12 Ağustos 2021 Perşembe, Yeni Akit
Avrupa Akdeniz İnsan Hakları Gözlemevi, 6 Eylül 2019 tarihinde yaptığı açıklamada Suudi Arabistan'da yaşayan veya bu ülkeye ziyarette bulunan 60 Filistinlinin kayıp olduğunun tespit edildiğini açıkladı. Bu insanların Suudi Arabistan'ın zindanlarında tutulduğu tahmin ediliyor ve ailelerine nerede, hangi şartlarda yaşadıkları hakkında herhangi bir bilgi de verilmiyordu. Avrupa Akdeniz İnsan Hakları Gözlemevi, bu kişilerle ilgili endişesini Eylül 2019’da düzenlenen BM İnsan Hakları Konseyi 42 Dönem Toplantısı’nda da dile getirdi.
Söz konusu insan hakları kuruluşu, kayıp kişilerin kesin sayısının bilinmediğine ancak açıklamanın yapıldığı tarihe kadar toplam 60 kişinin isminin tespit edildiğine dikkat çekti.
Suudi Arabistan'da zindanda tutulan Filistinliler arasında otuz yıldan beri Cidde'de ikamet eden ve yirmi yıldan beri de Filistin İslami Direniş Hareketi (Hamas)'ın Suudi Arabistan'la ilişkilerini takip eden, yaşı sekseni geçmiş Dr. Muhammed El-Hudari ile oğlu Hani El-Hudari de vardı. Hamas o zaman bu konuda yaptığı açıklamada, Dr. El-Hudari'nin 4 Nisan 2019'dan beri gözaltında tutulduğunu, diplomatik girişimlerden sonuç alınması beklentisiyle konuyu kamuoyu gündemine taşımadıklarını ancak yaptıkları tüm girişimlerin sonuçsuz kalması üzerine konu hakkında bir açıklama yapmak zorunda kaldıklarını dile getirdi.

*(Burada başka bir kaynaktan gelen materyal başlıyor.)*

// This Source Code Form is subject to the terms of the Mozilla Public
// License, v. 2.0. If a copy of the MPL was not distributed with this
// file, You can obtain one at http://mozilla.org/MPL/2.0/.

//! Lie group functions for 3D rigid body motion.
//!
//! A pose is a unit quaternion and a translation.
//! Its tangent is `[rotation (3), translation (3)]`, where the translation
//! part is decoupled from the rotation: it is simply added to the pose translation.
//! This is not the se3 exponential map of Sophus, it is cheaper
//! and behaves the same for the small increments of an optimizer.

use rand::distributions::{Distribution, Standard};
use rand::Rng;

use crate::math::so3;
use crate::misc::type_aliases::{Float, Pose3, Rot3, Vec3, Vec6};

/// Retrieve the rotation part of the tangent parameterization.
#[inline]
pub fn rotation_part<T: Float>(t: &Vec6<T>) -> Vec3<T> {
    t.fixed_rows::<3>(0).into_owned()
}

/// Retrieve the translation part of the tangent parameterization.
#[inline]
pub fn translation_part<T: Float>(t: &Vec6<T>) -> Vec3<T> {
    t.fixed_rows::<3>(3).into_owned()
}

/// Build a tangent vector from its rotation and translation parts.
#[inline]
pub fn tangent<T: Float>(rotation: &Vec3<T>, translation: &Vec3<T>) -> Vec6<T> {
    Vec6::new(
        rotation.x,
        rotation.y,
        rotation.z,
        translation.x,
        translation.y,
        translation.z,
    )
}

#[inline]
fn from_parts<T: Float>(rotation: Rot3<T>, translation: Vec3<T>) -> Pose3<T> {
    Pose3::from_parts(translation.into(), rotation)
}

/// The identity pose.
#[inline]
pub fn identity<T: Float>() -> Pose3<T> {
    Pose3::identity()
}

/// Inverse pose `(q^-1, -(q^-1 t))`.
pub fn inverse<T: Float>(p: &Pose3<T>) -> Pose3<T> {
    let rotation = so3::inverse(&p.rotation);
    let translation = -so3::rotate(&rotation, &p.translation.vector);
    from_parts(rotation, translation)
}

/// Group composition `a * b`.
pub fn compose<T: Float>(a: &Pose3<T>, b: &Pose3<T>) -> Pose3<T> {
    from_parts(
        so3::compose(&a.rotation, &b.rotation),
        a.translation.vector + so3::rotate(&a.rotation, &b.translation.vector),
    )
}

/// Relative pose `a^-1 * b`.
pub fn between<T: Float>(a: &Pose3<T>, b: &Pose3<T>) -> Pose3<T> {
    compose(&inverse(a), b)
}

/// Transform a point: `R x + t`.
#[inline]
pub fn transform_point<T: Float>(p: &Pose3<T>, x: &Vec3<T>) -> Vec3<T> {
    so3::rotate(&p.rotation, x) + p.translation.vector
}

/// Pose from a tangent vector.
/// The translation part is copied as-is.
pub fn from_tangent<T: Float>(t: &Vec6<T>, epsilon: T) -> Pose3<T> {
    from_parts(
        so3::from_tangent(&rotation_part(t), epsilon),
        translation_part(t),
    )
}

/// Tangent vector of a pose.
/// The translation part is the raw translation.
pub fn to_tangent<T: Float>(p: &Pose3<T>, epsilon: T) -> Vec6<T> {
    tangent(
        &so3::to_tangent(&p.rotation, epsilon),
        &p.translation.vector,
    )
}

/// Apply a tangent increment: the rotation is updated on the right,
/// the translation by plain addition.
pub fn retract<T: Float>(p: &Pose3<T>, t: &Vec6<T>, epsilon: T) -> Pose3<T> {
    from_parts(
        so3::retract(&p.rotation, &rotation_part(t), epsilon),
        p.translation.vector + translation_part(t),
    )
}

/// Tangent vector `t` such that `retract(a, t) == b`.
pub fn local_coordinates<T: Float>(a: &Pose3<T>, b: &Pose3<T>, epsilon: T) -> Vec6<T> {
    tangent(
        &so3::local_coordinates(&a.rotation, &b.rotation, epsilon),
        &(b.translation.vector - a.translation.vector),
    )
}

/// Interpolation between `a` (alpha = 0) and `b` (alpha = 1).
/// Geodesic for the rotation, linear for the translation.
pub fn interpolate<T: Float>(a: &Pose3<T>, b: &Pose3<T>, alpha: T, epsilon: T) -> Pose3<T> {
    let ta = a.translation.vector;
    from_parts(
        so3::interpolate(&a.rotation, &b.rotation, alpha, epsilon),
        ta + (b.translation.vector - ta) * alpha,
    )
}

/// Random pose, with a uniformly distributed rotation
/// and a translation uniformly distributed in `[-1, 1)^3`.
pub fn random<T, R>(rng: &mut R) -> Pose3<T>
where
    T: Float,
    R: Rng,
    Standard: Distribution<T>,
{
    let rotation = so3::random(rng);
    let one = T::one();
    let two = one + one;
    let mut coordinate = || two * rng.gen::<T>() - one;
    let translation = Vec3::new(coordinate(), coordinate(), coordinate());
    from_parts(rotation, translation)
}

// TESTS #############################################################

Yapılan çalışmalarda, kaybolanlar arasında Ürdün vatandaşlarının da bulunduğu tespit edildi. Ama bunların da önemli bir kısmını Filistin davasına destek verenler ve genellikle de Filistin asıllılar oluşturuyordu. Ayrıca onlara yardımcı olmakla suçlanan bazı Suud vatandaşları da ortadan kaybolmuştu.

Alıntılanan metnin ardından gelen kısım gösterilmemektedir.